**TASK STATEMENT:** Filter these entries, keeping only lines that hold the word "listings".

**THE RECORDS:**
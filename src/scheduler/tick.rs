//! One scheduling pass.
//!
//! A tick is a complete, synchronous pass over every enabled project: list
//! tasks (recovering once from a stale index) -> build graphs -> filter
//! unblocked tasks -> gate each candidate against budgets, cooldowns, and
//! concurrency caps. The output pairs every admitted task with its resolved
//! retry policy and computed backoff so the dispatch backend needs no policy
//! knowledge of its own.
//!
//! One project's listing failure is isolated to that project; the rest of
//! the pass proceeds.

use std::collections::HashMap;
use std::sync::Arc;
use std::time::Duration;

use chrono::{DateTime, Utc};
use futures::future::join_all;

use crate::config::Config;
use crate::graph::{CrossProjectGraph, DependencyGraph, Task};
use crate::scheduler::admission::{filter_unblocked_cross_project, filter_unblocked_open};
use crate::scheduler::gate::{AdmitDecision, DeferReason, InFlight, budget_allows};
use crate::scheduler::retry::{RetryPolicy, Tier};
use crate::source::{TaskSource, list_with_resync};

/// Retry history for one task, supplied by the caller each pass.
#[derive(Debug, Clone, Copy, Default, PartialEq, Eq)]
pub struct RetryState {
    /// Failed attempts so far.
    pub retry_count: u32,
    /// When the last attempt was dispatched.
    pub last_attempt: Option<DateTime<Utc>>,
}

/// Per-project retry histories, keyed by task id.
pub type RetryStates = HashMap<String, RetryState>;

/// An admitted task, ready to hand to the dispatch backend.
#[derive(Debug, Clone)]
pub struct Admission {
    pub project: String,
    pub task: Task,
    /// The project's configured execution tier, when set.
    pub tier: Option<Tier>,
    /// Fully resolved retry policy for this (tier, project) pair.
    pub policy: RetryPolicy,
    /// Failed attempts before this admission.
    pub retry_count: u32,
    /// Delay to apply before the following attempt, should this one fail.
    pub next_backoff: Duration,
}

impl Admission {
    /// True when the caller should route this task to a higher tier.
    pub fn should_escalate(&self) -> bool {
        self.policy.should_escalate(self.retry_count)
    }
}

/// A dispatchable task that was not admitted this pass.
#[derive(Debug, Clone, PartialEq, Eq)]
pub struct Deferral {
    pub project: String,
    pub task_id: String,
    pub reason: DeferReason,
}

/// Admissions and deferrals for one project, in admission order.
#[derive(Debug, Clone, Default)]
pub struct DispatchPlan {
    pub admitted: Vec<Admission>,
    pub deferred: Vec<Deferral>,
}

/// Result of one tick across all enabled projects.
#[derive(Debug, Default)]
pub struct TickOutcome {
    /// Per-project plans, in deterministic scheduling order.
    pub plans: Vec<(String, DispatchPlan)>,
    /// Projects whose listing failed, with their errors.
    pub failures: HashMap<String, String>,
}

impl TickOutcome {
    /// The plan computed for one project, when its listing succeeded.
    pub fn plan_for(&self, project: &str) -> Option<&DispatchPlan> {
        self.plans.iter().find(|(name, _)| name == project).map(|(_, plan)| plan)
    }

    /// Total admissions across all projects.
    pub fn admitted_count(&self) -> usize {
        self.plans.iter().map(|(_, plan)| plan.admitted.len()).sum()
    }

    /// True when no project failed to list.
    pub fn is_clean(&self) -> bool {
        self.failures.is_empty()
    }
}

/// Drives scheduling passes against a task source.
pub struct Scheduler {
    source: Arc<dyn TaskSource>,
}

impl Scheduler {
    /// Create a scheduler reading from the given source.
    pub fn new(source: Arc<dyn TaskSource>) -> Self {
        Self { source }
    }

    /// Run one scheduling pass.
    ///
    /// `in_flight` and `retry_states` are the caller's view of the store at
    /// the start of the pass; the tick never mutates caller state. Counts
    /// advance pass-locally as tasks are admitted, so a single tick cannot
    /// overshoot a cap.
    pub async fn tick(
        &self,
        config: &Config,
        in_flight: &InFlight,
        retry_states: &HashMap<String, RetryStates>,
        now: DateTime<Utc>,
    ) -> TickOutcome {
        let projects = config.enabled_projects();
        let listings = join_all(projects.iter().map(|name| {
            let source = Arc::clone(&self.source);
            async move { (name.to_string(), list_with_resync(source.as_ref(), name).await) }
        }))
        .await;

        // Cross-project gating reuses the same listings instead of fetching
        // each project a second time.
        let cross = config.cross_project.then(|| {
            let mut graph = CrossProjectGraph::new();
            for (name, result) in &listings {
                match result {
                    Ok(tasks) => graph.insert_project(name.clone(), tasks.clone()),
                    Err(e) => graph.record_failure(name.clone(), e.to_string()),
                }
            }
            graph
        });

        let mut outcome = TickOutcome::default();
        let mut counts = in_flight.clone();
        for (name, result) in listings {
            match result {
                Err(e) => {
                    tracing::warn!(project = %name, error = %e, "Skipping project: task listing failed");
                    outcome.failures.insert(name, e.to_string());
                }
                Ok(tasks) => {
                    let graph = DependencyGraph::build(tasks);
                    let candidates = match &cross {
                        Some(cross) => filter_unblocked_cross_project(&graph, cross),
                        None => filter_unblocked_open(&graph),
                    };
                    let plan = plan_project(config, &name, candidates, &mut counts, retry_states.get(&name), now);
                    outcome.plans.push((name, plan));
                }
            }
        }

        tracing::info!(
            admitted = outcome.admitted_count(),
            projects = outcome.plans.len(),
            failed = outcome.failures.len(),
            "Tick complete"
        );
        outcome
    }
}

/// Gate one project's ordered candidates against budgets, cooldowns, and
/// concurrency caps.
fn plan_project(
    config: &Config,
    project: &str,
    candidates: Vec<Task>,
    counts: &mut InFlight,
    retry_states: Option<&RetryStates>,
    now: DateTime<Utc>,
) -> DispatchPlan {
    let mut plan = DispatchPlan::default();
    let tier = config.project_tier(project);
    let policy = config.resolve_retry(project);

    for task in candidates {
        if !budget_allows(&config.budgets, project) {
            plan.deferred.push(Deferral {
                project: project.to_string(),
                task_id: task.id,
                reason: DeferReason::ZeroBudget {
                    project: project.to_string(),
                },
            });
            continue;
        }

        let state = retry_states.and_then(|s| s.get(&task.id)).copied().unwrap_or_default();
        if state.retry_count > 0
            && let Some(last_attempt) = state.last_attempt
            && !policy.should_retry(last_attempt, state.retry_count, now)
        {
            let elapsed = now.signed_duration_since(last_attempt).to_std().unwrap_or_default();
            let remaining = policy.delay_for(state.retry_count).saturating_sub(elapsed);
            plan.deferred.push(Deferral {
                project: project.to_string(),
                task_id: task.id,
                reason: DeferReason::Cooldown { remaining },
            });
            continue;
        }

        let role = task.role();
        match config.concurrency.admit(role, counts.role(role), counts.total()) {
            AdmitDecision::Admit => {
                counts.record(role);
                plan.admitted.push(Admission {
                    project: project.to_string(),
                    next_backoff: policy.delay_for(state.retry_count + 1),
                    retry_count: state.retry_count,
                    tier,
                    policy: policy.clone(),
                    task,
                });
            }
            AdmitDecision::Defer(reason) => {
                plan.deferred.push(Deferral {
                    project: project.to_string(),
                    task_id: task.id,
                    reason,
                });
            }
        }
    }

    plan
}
...
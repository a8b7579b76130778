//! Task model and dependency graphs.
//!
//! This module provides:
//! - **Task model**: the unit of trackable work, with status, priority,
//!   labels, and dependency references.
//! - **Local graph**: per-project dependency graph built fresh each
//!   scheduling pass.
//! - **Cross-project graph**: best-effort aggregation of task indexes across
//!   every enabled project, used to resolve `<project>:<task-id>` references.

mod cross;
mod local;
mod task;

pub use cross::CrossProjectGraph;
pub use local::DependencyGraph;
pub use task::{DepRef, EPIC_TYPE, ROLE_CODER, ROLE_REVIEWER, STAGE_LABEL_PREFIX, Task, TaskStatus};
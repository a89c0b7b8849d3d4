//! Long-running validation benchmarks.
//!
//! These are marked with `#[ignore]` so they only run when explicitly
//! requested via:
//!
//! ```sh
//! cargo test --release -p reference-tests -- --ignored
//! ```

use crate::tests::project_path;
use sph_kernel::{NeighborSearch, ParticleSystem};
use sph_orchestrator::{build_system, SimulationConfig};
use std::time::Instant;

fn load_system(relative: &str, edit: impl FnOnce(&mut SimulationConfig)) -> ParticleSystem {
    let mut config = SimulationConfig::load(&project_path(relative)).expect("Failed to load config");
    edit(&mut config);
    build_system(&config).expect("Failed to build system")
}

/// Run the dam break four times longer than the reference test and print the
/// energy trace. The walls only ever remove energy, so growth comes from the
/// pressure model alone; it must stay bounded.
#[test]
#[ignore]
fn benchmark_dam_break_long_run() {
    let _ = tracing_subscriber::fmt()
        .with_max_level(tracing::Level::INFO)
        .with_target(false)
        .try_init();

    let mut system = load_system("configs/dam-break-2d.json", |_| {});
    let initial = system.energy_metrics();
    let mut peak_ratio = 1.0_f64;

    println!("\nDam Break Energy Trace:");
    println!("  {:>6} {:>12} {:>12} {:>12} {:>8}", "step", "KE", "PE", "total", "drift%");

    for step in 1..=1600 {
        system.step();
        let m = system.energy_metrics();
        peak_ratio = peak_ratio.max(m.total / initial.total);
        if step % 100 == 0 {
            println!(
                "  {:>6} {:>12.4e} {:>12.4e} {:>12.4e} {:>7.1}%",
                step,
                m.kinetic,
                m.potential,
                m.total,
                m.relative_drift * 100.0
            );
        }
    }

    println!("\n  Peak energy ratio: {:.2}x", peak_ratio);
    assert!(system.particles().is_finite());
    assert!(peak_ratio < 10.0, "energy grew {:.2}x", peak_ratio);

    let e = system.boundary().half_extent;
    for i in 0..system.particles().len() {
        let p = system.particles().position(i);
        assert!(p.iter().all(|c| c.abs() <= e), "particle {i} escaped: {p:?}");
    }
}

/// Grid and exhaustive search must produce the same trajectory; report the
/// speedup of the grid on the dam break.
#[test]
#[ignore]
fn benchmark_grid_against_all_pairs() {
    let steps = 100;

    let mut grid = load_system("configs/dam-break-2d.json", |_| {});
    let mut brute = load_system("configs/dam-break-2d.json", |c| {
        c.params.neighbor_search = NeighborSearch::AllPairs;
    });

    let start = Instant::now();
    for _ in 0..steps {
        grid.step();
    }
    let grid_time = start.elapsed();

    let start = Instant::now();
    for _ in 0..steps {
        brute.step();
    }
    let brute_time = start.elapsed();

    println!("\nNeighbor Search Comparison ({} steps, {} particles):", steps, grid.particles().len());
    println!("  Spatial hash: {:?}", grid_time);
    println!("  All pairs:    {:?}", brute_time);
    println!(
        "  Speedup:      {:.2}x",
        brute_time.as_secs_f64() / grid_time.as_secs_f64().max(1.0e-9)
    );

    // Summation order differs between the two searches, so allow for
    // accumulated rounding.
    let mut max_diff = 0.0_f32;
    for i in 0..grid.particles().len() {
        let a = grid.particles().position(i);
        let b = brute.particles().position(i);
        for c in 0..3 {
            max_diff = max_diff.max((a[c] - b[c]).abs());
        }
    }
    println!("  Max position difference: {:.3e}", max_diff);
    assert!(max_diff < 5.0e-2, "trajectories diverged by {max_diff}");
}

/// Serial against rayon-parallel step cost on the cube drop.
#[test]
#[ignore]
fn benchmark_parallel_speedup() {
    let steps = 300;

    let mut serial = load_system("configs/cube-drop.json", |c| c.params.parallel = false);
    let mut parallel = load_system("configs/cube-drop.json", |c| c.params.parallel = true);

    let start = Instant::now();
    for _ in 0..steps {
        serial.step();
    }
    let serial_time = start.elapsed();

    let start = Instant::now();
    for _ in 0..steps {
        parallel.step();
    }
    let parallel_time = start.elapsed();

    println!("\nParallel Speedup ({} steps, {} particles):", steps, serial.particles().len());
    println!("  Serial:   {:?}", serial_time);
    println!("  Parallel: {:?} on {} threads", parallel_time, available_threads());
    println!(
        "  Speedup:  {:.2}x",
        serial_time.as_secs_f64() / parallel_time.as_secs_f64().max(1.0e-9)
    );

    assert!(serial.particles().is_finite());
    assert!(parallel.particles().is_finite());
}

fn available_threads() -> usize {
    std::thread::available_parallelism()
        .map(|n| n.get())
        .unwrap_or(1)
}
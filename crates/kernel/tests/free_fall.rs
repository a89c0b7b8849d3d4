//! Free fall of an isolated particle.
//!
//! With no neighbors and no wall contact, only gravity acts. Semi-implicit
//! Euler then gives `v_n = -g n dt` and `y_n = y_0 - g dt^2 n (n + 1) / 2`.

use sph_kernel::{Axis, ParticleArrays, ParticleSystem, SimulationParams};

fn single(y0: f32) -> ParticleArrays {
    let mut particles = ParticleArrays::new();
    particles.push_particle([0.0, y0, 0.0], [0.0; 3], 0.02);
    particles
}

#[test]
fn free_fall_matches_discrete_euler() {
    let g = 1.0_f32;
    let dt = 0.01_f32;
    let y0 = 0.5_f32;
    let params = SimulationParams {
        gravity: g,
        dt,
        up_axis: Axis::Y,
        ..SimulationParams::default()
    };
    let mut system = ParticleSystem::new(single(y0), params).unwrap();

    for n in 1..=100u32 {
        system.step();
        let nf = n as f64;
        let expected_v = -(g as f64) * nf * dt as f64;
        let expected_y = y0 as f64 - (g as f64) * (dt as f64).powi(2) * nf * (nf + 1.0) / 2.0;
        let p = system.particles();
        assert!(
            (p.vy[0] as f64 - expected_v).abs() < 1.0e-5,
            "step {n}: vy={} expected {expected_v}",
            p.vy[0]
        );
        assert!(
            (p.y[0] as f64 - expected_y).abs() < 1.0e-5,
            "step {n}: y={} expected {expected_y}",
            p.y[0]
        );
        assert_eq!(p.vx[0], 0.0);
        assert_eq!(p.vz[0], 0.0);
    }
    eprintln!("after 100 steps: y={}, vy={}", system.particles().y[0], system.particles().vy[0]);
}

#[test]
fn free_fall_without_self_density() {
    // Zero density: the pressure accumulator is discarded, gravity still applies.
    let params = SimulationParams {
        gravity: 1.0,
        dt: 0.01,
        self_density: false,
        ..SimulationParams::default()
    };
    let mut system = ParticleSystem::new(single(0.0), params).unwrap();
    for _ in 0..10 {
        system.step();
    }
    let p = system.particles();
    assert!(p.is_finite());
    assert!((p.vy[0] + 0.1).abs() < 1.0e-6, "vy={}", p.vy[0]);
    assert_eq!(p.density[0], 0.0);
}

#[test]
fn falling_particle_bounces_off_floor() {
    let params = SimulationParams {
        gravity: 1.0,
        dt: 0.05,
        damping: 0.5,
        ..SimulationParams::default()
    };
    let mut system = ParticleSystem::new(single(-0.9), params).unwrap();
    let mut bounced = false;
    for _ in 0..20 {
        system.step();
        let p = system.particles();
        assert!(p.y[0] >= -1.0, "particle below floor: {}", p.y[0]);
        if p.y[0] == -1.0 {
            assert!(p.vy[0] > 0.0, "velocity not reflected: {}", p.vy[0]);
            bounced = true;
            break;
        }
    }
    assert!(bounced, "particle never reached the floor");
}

**RESULT OF THE EXERCISE:**
        let listings = join_all(projects.iter().map(|name| {
        // Cross-project gating reuses the same listings instead of fetching
            for (name, result) in &listings {
        for (name, result) in listings {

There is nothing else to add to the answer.